December 8, 2005 — Crosby & Higgins LLP Secures Appellate Victory Affirming Judgment at Trial  

 

 

 

Crosby & Higgins LLP has secured an appellate victory on behalf of its client at the New York State Appellate Division, First Department in Manshion Joho Center Co., Ltd. v. Manshion Joho Center, Inc., –N.Y.S.2d –, WL 3312624 (App. Div. First Dep’t Dec. 8, 2005), in a ruling unanimously affirming the trial court decision awarding a $2.1 million judgment for breach of contract arising out of the sale of the client’s 44 New York condominium units and affirming the trial court’s decision to pierce the corporate veil and hold the defendants’ principal personally liable for the judgment. On appeal, the Appellate Division rejected the defendants’ argument that the contract at issue could not be enforced because of the doctrine of unclean hands and because it violated Real Property Law §442 (d) which prohibits the payment of a commission to unlicensed real estate brokers in New York. The court explained:

 

 

The doctrine of unclean hands does not avail defendants notwithstanding that plaintiff’s principal initiated the transaction in order to avoid a temporary restraining order barring a transfer of the property pending his divorce action.
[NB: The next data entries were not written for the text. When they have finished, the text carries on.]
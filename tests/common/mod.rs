//! Shared helpers for integration tests.

#![allow(dead_code)]

use std::sync::Arc;
use std::time::Duration;

use parking_lot::Mutex;

use framepipe::core::{
    Block, BlockCore, BlockParams, BlockState, PixelFormat, Result, SharedFrame, SinkBase,
    VideoSink,
};

/// Sink that records the sequence number of every processed frame, with an
/// optional artificial per-frame delay to simulate a slow consumer.
pub struct CollectSink {
    base: SinkBase,
    sequences: Arc<Mutex<Vec<u64>>>,
    delay: Duration,
}

impl CollectSink {
    pub fn new(name: &str, delay: Duration) -> Self {
        Self {
            base: SinkBase::new(name, "CollectSink"),
            sequences: Arc::new(Mutex::new(Vec::new())),
            delay,
        }
    }

    pub fn sequences(&self) -> Vec<u64> {
        self.sequences.lock().clone()
    }

    pub fn clear(&self) {
        self.sequences.lock().clear();
    }
}

impl Block for CollectSink {
    fn core(&self) -> &BlockCore {
        self.base.core()
    }

    fn initialize(&self, _params: &BlockParams) -> Result<()> {
        self.core().check_can_initialize()?;
        self.base
            .apply_common_params()
            .map_err(|e| self.core().fail(e))?;
        self.core().set_state(BlockState::Initialized);
        Ok(())
    }

    fn start(&self) -> Result<()> {
        let sequences = Arc::clone(&self.sequences);
        let delay = self.delay;
        self.base.start(Box::new(move |frame| {
            if !delay.is_zero() {
                std::thread::sleep(delay);
            }
            sequences.lock().push(frame.info().sequence_number);
            Ok(())
        }))
    }

    fn stop(&self) -> Result<()> {
        self.base.stop()
    }

    fn shutdown(&self) -> Result<()> {
        self.base.reset()
    }

    fn as_sink(&self) -> Option<&dyn VideoSink> {
        Some(self)
    }
}

impl VideoSink for CollectSink {
    fn sink_base(&self) -> &SinkBase {
        &self.base
    }

    fn supports_format(&self, _format: PixelFormat) -> bool {
        true
    }

    fn supported_formats(&self) -> Vec<PixelFormat> {
        vec![
            PixelFormat::Rgb24,
            PixelFormat::Bgr24,
            PixelFormat::Rgba32,
            PixelFormat::Yuv420p,
        ]
    }
}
The doctrine of unclean hands is an equitable defense that is unavailable in an action exclusively for damages (see Hasbro Bradley v Coopers & Lybrand, 128 AD2d 218, 220 [1987], lv dismissed 70 NY2d 927 [1987]). Also, defendants were willing wrongdoers (see Brown v Lockwood, 76 AD2d 721, 729 [1980]). With knowledge of the restraining order, and with the full expectation that the transaction could result in litigation against them by plaintiff’s principal’s wife, defendants designed a transaction that violated the restraining order. Nor does Real Property Law § 442-d, which prohibits recovery of a real estate broker’s commission by brokers who are not licensed in New York, avail defendants. First, as above indicated, the $1.5 million payment was not compensation for real estate brokerage services, but was rather part of the purchase price. Second, section 442-d does not apply to real estate brokerage services[*2]rendered outside of New York (see Gartrell v Jennings, 283 App Div 879 [1954]; Sutton v Transcontinental Inv. Corp., 31 Misc 2d 832 [1961], affd 17 AD2d 807 [1962]). The evidence at trial established that plaintiff, a Japanese corporation, performed services only in Japan, and thus it is inconsequential that the property marketed was in New York.   

 

 

With respect to piercing the corporate veil, the Appellate Division likewise concluded that the trial court’s decision to do so was well supported: “[a]mple evidence also supports the trial court’s piercing of the corporate defendants’ corporate veils in order to hold defendant [] personally liable. [Defendant] dominated and controlled his corporations, disregarded corporate formalities, used corporate funds to pay his personal bills, and effectively stripped the assets of the corporation transferred to him by plaintiff to enrich himself while making the corporation judgment proof, thus committing a wrong against plaintiff that resulted in injury (see Simplicity Pattern Co. v Miami Tru-Color Off-Set Serv., 210 AD2d 24 [1994]).